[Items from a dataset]
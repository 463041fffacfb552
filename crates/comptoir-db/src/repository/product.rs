//! # Product Repository
//!
//! Database operations for products.
//!
//! The ledger subsystem owns `products.quantity` exclusively: it is
//! mutated only by the stock ledger, inside a transaction, as a single
//! atomic UPDATE. Everything here is catalog plumbing around that rule.

use chrono::{DateTime, Utc};
use sqlx::{SqliteConnection, SqlitePool};
use tracing::debug;
use uuid::Uuid;

use crate::error::{DbError, DbResult};
use comptoir_core::{Money, Product};

/// Parameters for creating a product.
#[derive(Debug, Clone)]
pub struct NewProduct {
    pub cug: String,
    pub name: String,
    pub quantity: i64,
    pub alert_threshold: i64,
    pub purchase_price: Money,
    pub selling_price: Money,
}

/// Repository for product database operations.
///
/// ## Usage
/// ```rust,ignore
/// let repo = db.products();
/// let product = repo.get(&product_id).await?;
/// let low = repo.list_low_stock().await?;
/// ```
#[derive(Debug, Clone)]
pub struct ProductRepository {
    pool: SqlitePool,
    tenant_id: String,
}

impl ProductRepository {
    /// Creates a new ProductRepository scoped to a tenant.
    pub fn new(pool: SqlitePool, tenant_id: String) -> Self {
        ProductRepository { pool, tenant_id }
    }

    /// Creates a product.
    pub async fn create(&self, new: NewProduct) -> DbResult<Product> {
        let now = Utc::now();
        let product = Product {
            id: Uuid::new_v4().to_string(),
            tenant_id: self.tenant_id.clone(),
            cug: new.cug,
            name: new.name,
            quantity: new.quantity,
            alert_threshold: new.alert_threshold,
            purchase_price_minor: new.purchase_price.minor(),
            selling_price_minor: new.selling_price.minor(),
            is_active: true,
            created_at: now,
            updated_at: now,
        };

        sqlx::query(
            r#"
            INSERT INTO products (
                id, tenant_id, cug, name, quantity, alert_threshold,
                purchase_price_minor, selling_price_minor, is_active,
                created_at, updated_at
            )
            VALUES (?1, ?2, ?3, ?4, ?5, ?6, ?7, ?8, ?9, ?10, ?11)
            "#,
        )
        .bind(&product.id)
        .bind(&product.tenant_id)
        .bind(&product.cug)
        .bind(&product.name)
        .bind(product.quantity)
        .bind(product.alert_threshold)
        .bind(product.purchase_price_minor)
        .bind(product.selling_price_minor)
        .bind(product.is_active)
        .bind(product.created_at)
        .bind(product.updated_at)
        .execute(&self.pool)
        .await?;

        debug!(product_id = %product.id, cug = %product.cug, "Product created");
        Ok(product)
    }

    /// Gets a product by ID.
    pub async fn get(&self, product_id: &str) -> DbResult<Product> {
        sqlx::query_as::<_, Product>(
            "SELECT * FROM products WHERE id = ?1 AND tenant_id = ?2",
        )
        .bind(product_id)
        .bind(&self.tenant_id)
        .fetch_optional(&self.pool)
        .await?
        .ok_or_else(|| DbError::not_found("product", product_id))
    }

    /// Gets a product by its store-level code (CUG).
    pub async fn get_by_cug(&self, cug: &str) -> DbResult<Product> {
        sqlx::query_as::<_, Product>(
            "SELECT * FROM products WHERE cug = ?1 AND tenant_id = ?2",
        )
        .bind(cug)
        .bind(&self.tenant_id)
        .fetch_optional(&self.pool)
        .await?
        .ok_or_else(|| DbError::not_found("product", cug))
    }

    /// Lists active products.
    pub async fn list_active(&self, limit: u32) -> DbResult<Vec<Product>> {
        let products = sqlx::query_as::<_, Product>(
            r#"
            SELECT * FROM products
            WHERE tenant_id = ?1 AND is_active = 1
            ORDER BY name
            LIMIT ?2
            "#,
        )
        .bind(&self.tenant_id)
        .bind(limit)
        .fetch_all(&self.pool)
        .await?;

        Ok(products)
    }

    /// Lists products at or below their alert threshold, including
    /// backordered (negative-quantity) products first.
    pub async fn list_low_stock(&self) -> DbResult<Vec<Product>> {
        let products = sqlx::query_as::<_, Product>(
            r#"
            SELECT * FROM products
            WHERE tenant_id = ?1 AND is_active = 1 AND quantity <= alert_threshold
            ORDER BY quantity ASC
            "#,
        )
        .bind(&self.tenant_id)
        .fetch_all(&self.pool)
        .await?;

        Ok(products)
    }

    /// Fetches a product inside a caller-owned transaction.
    ///
    /// Used by the stock ledger and the sale pipeline so the read and the
    /// subsequent balance update land in the same transaction.
    pub async fn fetch(
        conn: &mut SqliteConnection,
        tenant_id: &str,
        product_id: &str,
    ) -> DbResult<Product> {
        sqlx::query_as::<_, Product>(
            "SELECT * FROM products WHERE id = ?1 AND tenant_id = ?2",
        )
        .bind(product_id)
        .bind(tenant_id)
        .fetch_optional(conn)
        .await?
        .ok_or_else(|| DbError::not_found("product", product_id))
    }

    /// Applies a signed delta to a product's quantity atomically and
    /// returns the new quantity.
    ///
    /// A single UPDATE with an arithmetic expression: there is no
    /// read-modify-write window, so concurrent movements can interleave
    /// in any order without losing updates.
    pub async fn apply_quantity_delta(
        conn: &mut SqliteConnection,
        tenant_id: &str,
        product_id: &str,
        delta: i64,
        now: DateTime<Utc>,
    ) -> DbResult<i64> {
        let new_quantity: Option<i64> = sqlx::query_scalar(
            r#"
            UPDATE products
            SET quantity = quantity + ?1, updated_at = ?2
            WHERE id = ?3 AND tenant_id = ?4
            RETURNING quantity
            "#,
        )
        .bind(delta)
        .bind(now)
        .bind(product_id)
        .bind(tenant_id)
        .fetch_optional(&mut *conn)
        .await?;

        new_quantity.ok_or_else(|| DbError::not_found("product", product_id))
    }
}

[Problem requirements]
Exactly reproduce all of the entries above.

[Output for this exercise]
repository 463041fffacfb552
filename crates/comptoir-db/src/repository/product.rs
//! # Product Repository
//!
//! Database operations for products.
//!
//! The ledger subsystem owns `products.quantity` exclusively: it is
//! mutated only by the stock ledger, inside a transaction, as a single
//! atomic UPDATE. Everything here is catalog plumbing around that rule.

use chrono::{DateTime, Utc};
use sqlx::{SqliteConnection, SqlitePool};
use tracing::debug;
use uuid::Uuid;

use crate::error::{DbError, DbResult};
use comptoir_core::{Money, Product};

/// Parameters for creating a product.
#[derive(Debug, Clone)]
pub struct NewProduct {
    pub cug: String,
    pub name: String,
    pub quantity: i64,
    pub alert_threshold: i64,
    pub purchase_price: Money,
    pub selling_price: Money,
}

/// Repository for product database operations.
///
/// ## Usage
/// ```rust,ignore
/// let repo = db.products();
/// let product = repo.get(&product_id).await?;
/// let low = repo.list_low_stock().await?;
/// ```
#[derive(Debug, Clone)]
pub struct ProductRepository {
    pool: SqlitePool,
    tenant_id: String,
}

impl ProductRepository {
    /// Creates a new ProductRepository scoped to a tenant.
    pub fn new(pool: SqlitePool, tenant_id: String) -> Self {
        ProductRepository { pool, tenant_id }
    }

    /// Creates a product.
    pub async fn create(&self, new: NewProduct) -> DbResult<Product> {
        let now = Utc::now();
        let product = Product {
            id: Uuid::new_v4().to_string(),
            tenant_id: self.tenant_id.clone(),
            cug: new.cug,
            name: new.name,
            quantity: new.quantity,
            alert_threshold: new.alert_threshold,
            purchase_price_minor: new.purchase_price.minor(),
            selling_price_minor: new.selling_price.minor(),
            is_active: true,
            created_at: now,
            updated_at: now,
        };

        sqlx::query(
            r#"
            INSERT INTO products (
                id, tenant_id, cug, name, quantity, alert_threshold,
                purchase_price_minor, selling_price_minor, is_active,
                created_at, updated_at
            )
            VALUES (?1, ?2, ?3, ?4, ?5, ?6, ?7, ?8, ?9, ?10, ?11)
            "#,
        )
        .bind(&product.id)
        .bind(&product.tenant_id)
        .bind(&product.cug)
        .bind(&product.name)
        .bind(product.quantity)
        .bind(product.alert_threshold)
        .bind(product.purchase_price_minor)
        .bind(product.selling_price_minor)
        .bind(product.is_active)
        .bind(product.created_at)
        .bind(product.updated_at)
        .execute(&self.pool)
        .await?;

        debug!(product_id = %product.id, cug = %product.cug, "Product created");
        Ok(product)
    }

    /// Gets a product by ID.
    pub async fn get(&self, product_id: &str) -> DbResult<Product> {
        sqlx::query_as::<_, Product>(
            "SELECT * FROM products WHERE id = ?1 AND tenant_id = ?2",
        )
        .bind(product_id)
        .bind(&self.tenant_id)
        .fetch_optional(&self.pool)
        .await?
        .ok_or_else(|| DbError::not_found("product", product_id))
    }

    /// Gets a product by its store-level code (CUG).
    pub async fn get_by_cug(&self, cug: &str) -> DbResult<Product> {
        sqlx::query_as::<_, Product>(
            "SELECT * FROM products WHERE cug = ?1 AND tenant_id = ?2",
        )
        .bind(cug)
        .bind(&self.tenant_id)
        .fetch_optional(&self.pool)
        .await?
        .ok_or_else(|| DbError::not_found("product", cug))
    }

    /// Lists active products.
    pub async fn list_active(&self, limit: u32) -> DbResult<Vec<Product>> {
        let products = sqlx::query_as::<_, Product>(
            r#"
            SELECT * FROM products
            WHERE tenant_id = ?1 AND is_active = 1
            ORDER BY name
            LIMIT ?2
            "#,
        )
        .bind(&self.tenant_id)
        .bind(limit)
        .fetch_all(&self.pool)
        .await?;

        Ok(products)
    }

    /// Lists products at or below their alert threshold, including
    /// backordered (negative-quantity) products first.
    pub async fn list_low_stock(&self) -> DbResult<Vec<Product>> {
        let products = sqlx::query_as::<_, Product>(
            r#"
            SELECT * FROM products
            WHERE tenant_id = ?1 AND is_active = 1 AND quantity <= alert_threshold
            ORDER BY quantity ASC
            "#,
        )
        .bind(&self.tenant_id)
        .fetch_all(&self.pool)
        .await?;

        Ok(products)
    }

    /// Fetches a product inside a caller-owned transaction.
    ///
    /// Used by the stock ledger and the sale pipeline so the read and the
    /// subsequent balance update land in the same transaction.
    pub async fn fetch(
        conn: &mut SqliteConnection,
        tenant_id: &str,
        product_id: &str,
    ) -> DbResult<Product> {
        sqlx::query_as::<_, Product>(
            "SELECT * FROM products WHERE id = ?1 AND tenant_id = ?2",
        )
        .bind(product_id)
        .bind(tenant_id)
        .fetch_optional(conn)
        .await?
        .ok_or_else(|| DbError::not_found("product", product_id))
    }

    /// Applies a signed delta to a product's quantity atomically and
    /// returns the new quantity.
    ///
    /// A single UPDATE with an arithmetic expression: there is no
    /// read-modify-write window, so concurrent movements can interleave
    /// in any order without losing updates.
    pub async fn apply_quantity_delta(
        conn: &mut SqliteConnection,
        tenant_id: &str,
        product_id: &str,
        delta: i64,
        now: DateTime<Utc>,
    ) -> DbResult<i64> {
        let new_quantity: Option<i64> = sqlx::query_scalar(
            r#"
            UPDATE products
            SET quantity = quantity + ?1, updated_at = ?2
            WHERE id = ?3 AND tenant_id = ?4
            RETURNING quantity
            "#,
        )
        .bind(delta)
        .bind(now)
        .bind(product_id)
        .bind(tenant_id)
        .fetch_optional(&mut *conn)
        .await?;

        new_quantity.ok_or_else(|| DbError::not_found("product", product_id))
    }
}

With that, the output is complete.